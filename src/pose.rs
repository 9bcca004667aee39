/*
 * Pose Module
 *
 * The boundary between the simulation and whatever draws it. The flock only
 * produces plain poses (position + heading); a PoseSink consumes them once
 * per frame, in population order, after the update has completed.
 */

#[derive(Clone, Copy, Debug, Default, PartialEq)]
pub struct Pose {
    pub x: f64,
    pub y: f64,
    /// Heading in radians, counter-clockwise from +x.
    pub heading: f64,
}

pub trait PoseSink {
    fn set_pose(&mut self, slot: usize, pose: Pose);

    // Batch upload; defaults to one call per slot
    fn submit(&mut self, poses: &[Pose]) {
        for (slot, pose) in poses.iter().enumerate() {
            self.set_pose(slot, *pose);
        }
    }
}

impl PoseSink for Vec<Pose> {
    fn set_pose(&mut self, slot: usize, pose: Pose) {
        if slot >= self.len() {
            self.resize(slot + 1, Pose::default());
        }
        self[slot] = pose;
    }

    fn submit(&mut self, poses: &[Pose]) {
        self.clear();
        self.extend_from_slice(poses);
    }
}

#[cfg(test)]
mod tests {
    use super::*;

    // Records individual calls to check the default batch path
    #[derive(Default)]
    struct CallLog(Vec<(usize, Pose)>);

    impl PoseSink for CallLog {
        fn set_pose(&mut self, slot: usize, pose: Pose) {
            self.0.push((slot, pose));
        }
    }

    #[test]
    fn default_submit_calls_set_pose_in_order() {
        let poses = [
            Pose { x: 1.0, y: 2.0, heading: 0.5 },
            Pose { x: 3.0, y: 4.0, heading: -0.5 },
        ];
        let mut log = CallLog::default();
        log.submit(&poses);
        assert_eq!(log.0, vec![(0, poses[0]), (1, poses[1])]);
    }

    #[test]
    fn vec_sink_replaces_its_contents() {
        let mut sink = vec![Pose::default(); 5];
        sink.submit(&[Pose { x: 1.0, y: 1.0, heading: 0.0 }]);
        assert_eq!(sink.len(), 1);

        sink.set_pose(2, Pose { x: 9.0, y: 0.0, heading: 0.0 });
        assert_eq!(sink.len(), 3);
        assert_eq!(sink[2].x, 9.0);
    }
}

Exercise | Only the lines containing "struct" are needed; copy each of them from the data.

Exercise answer |
pub struct Pose {
    struct CallLog(Vec<(usize, Pose)>);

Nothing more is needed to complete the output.